O Ministério Público Federal em São Paulo ofereceu denúncia nesta sexta-feira (24) contra um militar e dois médicos legistas devido à morte de uma militante do PCB durante a ditadura.
Neide Alves dos Santos foi morta em 7 de janeiro de 1976 aos 31 anos em São Paulo. De acordo com a denúncia assinada pelo procurador Andrey Borges de Mendonça, a militante, que trabalhava como caixa de supermercado, fazia parte do setor de propaganda do partido, responsável pelo jornal Voz Operária, e já tinha sido presa em três ocasiões no ano anterior.
O então comandante do DOI-Codi do 2º Exército, em São Paulo, Audir Santos Maciel é acusado na peça de homicídio doloso qualificado. Os médicos legistas Harry Shibata, então diretor do IML (Instituto Médico-Legal), e Pérsio Ribeiro Carneiro foram denunciados sob acusação de falsidade ideológica.
Relatório da época diz que a militante tentou suicídio numa rua da zona norte de São Paulo, ao atear fogo no próprio corpo, em 30 de dezembro de 1975 e foi levada para a Clínica de Queimados no Hospital Municipal do Tatuapé.
Segundo a denúncia, na semana seguinte, familiares foram avisados e, ao chegar ao local, foram interrogados por agentes antes de serem informados da morte. O enterro ocorreu com a presença de policiais, e o caixão não pôde ser aberto.
Para o procurador, o DOI-Codi simulou a tentativa de suicídio para esconder a captura, tortura com queimaduras e assassinato da militante. Ele argumenta que meses antes a unidade militar já havia forjado o suicídio do jornalista Vladimir Herzog, morto em outubro de 1975 e uma das mais conhecidas vítimas do regime.
Também afirma que estava em andamento à época a chamada Operação Radar, contra alvos remanescentes do Partido Comunista Brasileiro.
Para o Ministério Público, a morte foi ocultada deliberadamente, sem inquérito, boletim de ocorrência ou ficha de atendimento médico, por ter ocorrido em ação dessa operação.
Ainda segundo a denúncia, o chefe do IML era próximo a Audir Santos Maciel, hoje coronel reformado, e designou um médico “alinhado”, Pérsio Carneiro, para produzir um laudo que omitisse as circunstâncias exatas da morte.
Mendonça diz que o laudo é propositalmente sucinto, não especifica condições do corpo da vítima nem esclarece corretamente as causas do óbito.
A Lei da Anistia, assinada em 1979, concede imunidade a crimes políticos ou conexos ocorridos de 1961 a 1979. A legislação teve o seu teor validado pelo Supremo Tribunal Federal em julgamento em 2010.
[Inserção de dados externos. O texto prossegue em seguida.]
//! Stats module - Aggregations and descriptive statistics

mod aggregator;
mod descriptive;
mod report;

pub use aggregator::{
    Aggregator, FatalityRange, GroupFatalities, GroupKey, OperatorDamageMatrix, Overview,
};
pub use descriptive::{FatalityStats, StatsCalculator};
pub use report::{DashboardReport, HistogramBin};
Para o Ministério Público Federal, o caso de Neide não comporta prescrição ou anistia por envolver crime contra a humanidade. A Procuradoria, além da prisão, quer que as aposentadorias e as condecorações dos denunciados sejam cassadas.
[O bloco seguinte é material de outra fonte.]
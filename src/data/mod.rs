//! Data module - CSV loading, normalization, filtering and export

mod export;
mod filter;
mod loader;
mod normalizer;
mod record;

pub use export::{to_dataframe, write_view_csv, ExportError};
pub use filter::{FilterOptions, FilterSelection, OPERATOR_OPTION_LIMIT};
pub use loader::{DataLoader, LoaderError, RawColumn, RawTable};
pub use normalizer::{
    apply_synonyms, capitalize, coerce_fatalities, normalize_column_name, parse_date,
    NormalizeReport, Normalizer, UNKNOWN,
};
pub use record::{Dataset, Record};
A Justiça Federal decidirá agora se abre ação penal, o que tornaria réus os acusados.
Não é a primeira iniciativa do tipo da Procuradoria em São Paulo. Em novembro, denúncia assinada pelo mesmo procurador acusava o ex-comandante do DOI-Codi pela morte do advogado Jayme Amorim de Miranda, em 1975. Em 2018, foi oferecida denúncia relacionada às mortes de dois membros dos grupos Vanguarda Popular Revolucionária e Aliança Libertadora Nacional.
A reportagem tentou contato com os denunciados para comentar o assunto.
Em 2009, Maciel disse em depoimento que não havia qualquer prática violenta nem tortura no DOI-Codi. Sobre desaparecimentos, afirmou que eram pessoas que trocavam de identidade e passavam a viver na clandestinidade.
Em 2017, a defesa de Pérsio Carneiro foi ao STF para suspender depoimento nessa investigação. Na ocasião, os advogados disseram que ele não cometeu crime, só descreveu queimaduras no laudo e jamais informou que se tratava de um suicídio. Disseram que não pesava contra ele acusação de tortura e que a apuração não deveria prosseguir por causa da Lei da Anistia.